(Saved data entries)
********
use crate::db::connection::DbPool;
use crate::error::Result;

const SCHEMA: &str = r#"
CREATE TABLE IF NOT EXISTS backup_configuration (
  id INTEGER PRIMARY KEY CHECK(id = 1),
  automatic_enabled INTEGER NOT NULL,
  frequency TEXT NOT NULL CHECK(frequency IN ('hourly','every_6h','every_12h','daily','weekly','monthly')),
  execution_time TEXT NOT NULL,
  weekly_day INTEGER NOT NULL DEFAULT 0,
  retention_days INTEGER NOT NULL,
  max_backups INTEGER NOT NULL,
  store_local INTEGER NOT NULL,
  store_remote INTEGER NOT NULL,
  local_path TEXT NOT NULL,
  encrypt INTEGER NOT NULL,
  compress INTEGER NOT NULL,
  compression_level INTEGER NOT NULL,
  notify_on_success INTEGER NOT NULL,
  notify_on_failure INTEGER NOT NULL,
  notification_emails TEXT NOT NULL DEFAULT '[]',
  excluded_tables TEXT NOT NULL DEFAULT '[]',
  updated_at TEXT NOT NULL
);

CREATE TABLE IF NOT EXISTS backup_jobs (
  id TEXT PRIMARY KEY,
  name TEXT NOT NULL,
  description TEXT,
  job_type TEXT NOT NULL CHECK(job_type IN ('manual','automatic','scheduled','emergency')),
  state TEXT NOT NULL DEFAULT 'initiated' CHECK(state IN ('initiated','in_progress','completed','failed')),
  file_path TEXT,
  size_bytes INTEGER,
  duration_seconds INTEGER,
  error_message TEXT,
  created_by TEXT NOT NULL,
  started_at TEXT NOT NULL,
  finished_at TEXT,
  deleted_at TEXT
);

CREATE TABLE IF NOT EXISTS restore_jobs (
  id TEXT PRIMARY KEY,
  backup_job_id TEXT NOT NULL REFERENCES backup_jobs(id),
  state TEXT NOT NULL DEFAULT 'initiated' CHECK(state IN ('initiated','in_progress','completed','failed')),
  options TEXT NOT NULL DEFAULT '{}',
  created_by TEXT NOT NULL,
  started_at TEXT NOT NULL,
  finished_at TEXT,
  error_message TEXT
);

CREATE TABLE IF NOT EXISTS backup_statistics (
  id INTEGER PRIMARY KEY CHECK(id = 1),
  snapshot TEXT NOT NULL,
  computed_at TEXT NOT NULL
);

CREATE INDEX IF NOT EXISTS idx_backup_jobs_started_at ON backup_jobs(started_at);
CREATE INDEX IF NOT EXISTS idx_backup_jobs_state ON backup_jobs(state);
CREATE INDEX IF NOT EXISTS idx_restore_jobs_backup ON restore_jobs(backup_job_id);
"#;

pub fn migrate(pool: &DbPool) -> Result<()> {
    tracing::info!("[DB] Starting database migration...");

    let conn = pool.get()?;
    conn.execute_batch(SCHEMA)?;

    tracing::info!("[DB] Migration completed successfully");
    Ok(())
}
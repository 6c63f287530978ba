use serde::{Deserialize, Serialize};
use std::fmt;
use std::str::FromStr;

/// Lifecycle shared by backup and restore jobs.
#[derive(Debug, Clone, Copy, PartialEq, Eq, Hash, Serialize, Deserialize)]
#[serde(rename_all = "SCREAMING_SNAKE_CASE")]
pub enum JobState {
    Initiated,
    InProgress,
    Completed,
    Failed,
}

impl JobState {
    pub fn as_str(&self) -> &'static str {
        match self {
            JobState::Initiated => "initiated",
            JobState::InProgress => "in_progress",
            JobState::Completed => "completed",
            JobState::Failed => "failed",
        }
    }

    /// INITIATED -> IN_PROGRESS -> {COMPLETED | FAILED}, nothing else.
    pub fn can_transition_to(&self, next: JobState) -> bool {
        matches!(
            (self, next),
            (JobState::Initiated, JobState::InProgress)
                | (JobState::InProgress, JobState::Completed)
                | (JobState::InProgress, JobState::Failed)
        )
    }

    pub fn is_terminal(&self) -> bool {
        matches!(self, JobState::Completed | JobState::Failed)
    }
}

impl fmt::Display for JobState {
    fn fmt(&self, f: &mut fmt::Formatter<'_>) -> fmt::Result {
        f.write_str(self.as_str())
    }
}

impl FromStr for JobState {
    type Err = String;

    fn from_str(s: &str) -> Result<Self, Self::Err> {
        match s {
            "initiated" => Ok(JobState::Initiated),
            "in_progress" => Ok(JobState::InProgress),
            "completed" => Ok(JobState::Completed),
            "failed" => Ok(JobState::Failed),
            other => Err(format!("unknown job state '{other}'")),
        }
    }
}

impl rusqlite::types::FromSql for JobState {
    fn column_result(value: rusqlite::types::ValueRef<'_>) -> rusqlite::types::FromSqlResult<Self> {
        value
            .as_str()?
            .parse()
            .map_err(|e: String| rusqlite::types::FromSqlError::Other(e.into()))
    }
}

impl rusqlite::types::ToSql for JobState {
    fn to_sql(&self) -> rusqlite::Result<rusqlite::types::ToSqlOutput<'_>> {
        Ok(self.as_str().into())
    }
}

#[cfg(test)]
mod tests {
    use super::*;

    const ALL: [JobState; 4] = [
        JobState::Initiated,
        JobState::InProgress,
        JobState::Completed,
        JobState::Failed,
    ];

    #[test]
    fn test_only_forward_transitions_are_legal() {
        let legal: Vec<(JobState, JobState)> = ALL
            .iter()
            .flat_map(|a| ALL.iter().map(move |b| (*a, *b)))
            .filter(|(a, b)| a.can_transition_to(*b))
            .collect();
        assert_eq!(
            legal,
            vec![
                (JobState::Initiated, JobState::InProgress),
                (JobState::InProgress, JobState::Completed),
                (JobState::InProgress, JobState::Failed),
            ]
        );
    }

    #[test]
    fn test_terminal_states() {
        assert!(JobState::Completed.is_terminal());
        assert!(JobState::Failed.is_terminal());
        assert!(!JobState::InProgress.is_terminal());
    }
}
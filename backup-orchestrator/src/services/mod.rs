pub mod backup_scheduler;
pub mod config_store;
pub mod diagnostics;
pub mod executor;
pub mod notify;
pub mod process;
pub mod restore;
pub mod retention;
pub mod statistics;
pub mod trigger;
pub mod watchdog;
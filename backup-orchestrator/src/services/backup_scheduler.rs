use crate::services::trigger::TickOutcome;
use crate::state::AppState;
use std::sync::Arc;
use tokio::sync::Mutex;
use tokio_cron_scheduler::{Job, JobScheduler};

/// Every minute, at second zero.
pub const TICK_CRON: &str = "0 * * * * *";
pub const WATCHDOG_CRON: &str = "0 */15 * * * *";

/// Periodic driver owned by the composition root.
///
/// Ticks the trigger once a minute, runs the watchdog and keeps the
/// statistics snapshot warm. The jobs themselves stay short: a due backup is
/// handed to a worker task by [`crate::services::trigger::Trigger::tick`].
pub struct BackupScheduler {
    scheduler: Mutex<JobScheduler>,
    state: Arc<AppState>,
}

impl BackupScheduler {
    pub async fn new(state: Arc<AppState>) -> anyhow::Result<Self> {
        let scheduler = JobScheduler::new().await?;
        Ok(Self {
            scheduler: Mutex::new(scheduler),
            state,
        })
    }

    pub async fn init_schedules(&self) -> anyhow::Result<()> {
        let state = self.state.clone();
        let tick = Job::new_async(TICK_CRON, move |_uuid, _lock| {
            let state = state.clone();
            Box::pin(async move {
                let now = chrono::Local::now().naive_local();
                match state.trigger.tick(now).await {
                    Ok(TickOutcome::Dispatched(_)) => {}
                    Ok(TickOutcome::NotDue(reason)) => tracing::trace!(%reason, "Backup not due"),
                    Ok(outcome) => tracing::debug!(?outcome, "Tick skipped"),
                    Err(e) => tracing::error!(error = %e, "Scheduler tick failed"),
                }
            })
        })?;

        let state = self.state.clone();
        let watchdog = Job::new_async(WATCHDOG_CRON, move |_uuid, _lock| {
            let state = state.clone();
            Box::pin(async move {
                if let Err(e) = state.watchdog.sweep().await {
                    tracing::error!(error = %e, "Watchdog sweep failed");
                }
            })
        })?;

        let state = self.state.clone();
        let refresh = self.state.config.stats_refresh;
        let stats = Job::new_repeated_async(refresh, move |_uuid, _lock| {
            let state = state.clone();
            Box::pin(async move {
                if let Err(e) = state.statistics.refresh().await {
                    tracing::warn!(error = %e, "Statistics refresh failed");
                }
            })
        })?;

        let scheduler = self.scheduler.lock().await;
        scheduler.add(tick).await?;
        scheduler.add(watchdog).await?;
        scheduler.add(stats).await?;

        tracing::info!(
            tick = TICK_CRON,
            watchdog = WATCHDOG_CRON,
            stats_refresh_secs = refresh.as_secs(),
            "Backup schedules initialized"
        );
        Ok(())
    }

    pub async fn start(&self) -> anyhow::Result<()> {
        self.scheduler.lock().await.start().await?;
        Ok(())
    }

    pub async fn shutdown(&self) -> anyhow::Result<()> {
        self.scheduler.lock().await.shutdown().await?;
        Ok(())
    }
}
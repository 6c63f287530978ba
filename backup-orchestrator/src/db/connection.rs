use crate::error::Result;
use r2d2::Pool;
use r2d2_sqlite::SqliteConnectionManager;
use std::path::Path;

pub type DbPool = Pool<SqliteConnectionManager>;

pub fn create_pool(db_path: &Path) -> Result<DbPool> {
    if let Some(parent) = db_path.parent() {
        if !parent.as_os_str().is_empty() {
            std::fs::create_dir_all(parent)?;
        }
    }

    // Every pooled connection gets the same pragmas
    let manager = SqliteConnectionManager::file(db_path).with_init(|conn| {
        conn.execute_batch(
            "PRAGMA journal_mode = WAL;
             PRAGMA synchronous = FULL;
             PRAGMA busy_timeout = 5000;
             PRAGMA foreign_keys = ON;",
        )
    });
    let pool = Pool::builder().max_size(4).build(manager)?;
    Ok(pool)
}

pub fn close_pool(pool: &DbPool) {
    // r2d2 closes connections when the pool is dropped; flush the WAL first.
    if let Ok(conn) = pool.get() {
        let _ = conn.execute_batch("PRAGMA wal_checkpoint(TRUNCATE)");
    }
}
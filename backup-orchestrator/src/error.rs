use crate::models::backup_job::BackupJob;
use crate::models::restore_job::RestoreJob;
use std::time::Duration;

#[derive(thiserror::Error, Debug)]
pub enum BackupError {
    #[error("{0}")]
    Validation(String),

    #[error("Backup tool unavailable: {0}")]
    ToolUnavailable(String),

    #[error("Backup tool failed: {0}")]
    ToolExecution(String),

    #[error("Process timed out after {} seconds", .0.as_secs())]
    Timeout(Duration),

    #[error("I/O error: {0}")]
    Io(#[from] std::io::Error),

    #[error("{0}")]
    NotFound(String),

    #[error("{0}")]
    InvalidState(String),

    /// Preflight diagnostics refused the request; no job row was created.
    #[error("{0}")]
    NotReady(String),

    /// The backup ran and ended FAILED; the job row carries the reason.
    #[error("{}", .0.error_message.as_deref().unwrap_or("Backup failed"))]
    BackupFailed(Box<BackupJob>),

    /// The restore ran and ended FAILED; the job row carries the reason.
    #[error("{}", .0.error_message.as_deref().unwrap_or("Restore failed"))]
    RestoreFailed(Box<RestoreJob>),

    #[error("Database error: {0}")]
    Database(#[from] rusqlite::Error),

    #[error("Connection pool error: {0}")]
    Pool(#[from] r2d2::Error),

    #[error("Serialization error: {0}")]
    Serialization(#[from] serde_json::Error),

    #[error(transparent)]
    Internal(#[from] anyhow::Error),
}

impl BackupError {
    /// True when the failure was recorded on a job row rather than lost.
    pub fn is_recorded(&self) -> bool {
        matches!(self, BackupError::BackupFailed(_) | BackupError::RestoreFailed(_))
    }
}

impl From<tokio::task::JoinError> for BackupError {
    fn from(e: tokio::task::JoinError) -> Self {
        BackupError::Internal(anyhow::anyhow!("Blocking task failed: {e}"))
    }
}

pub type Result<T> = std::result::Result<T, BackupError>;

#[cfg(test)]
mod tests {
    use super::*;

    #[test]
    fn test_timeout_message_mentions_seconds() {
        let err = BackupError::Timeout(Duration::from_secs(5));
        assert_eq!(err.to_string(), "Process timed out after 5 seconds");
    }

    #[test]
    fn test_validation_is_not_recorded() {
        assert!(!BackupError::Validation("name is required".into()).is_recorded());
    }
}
********
▸ WHAT THIS TASK INVOLVES:
Scan the data for the word "BackupJob" and copy every line where it shows up.

▸ EXPECTED OUTPUT:
use crate::models::backup_job::BackupJob;
    BackupFailed(Box<BackupJob>),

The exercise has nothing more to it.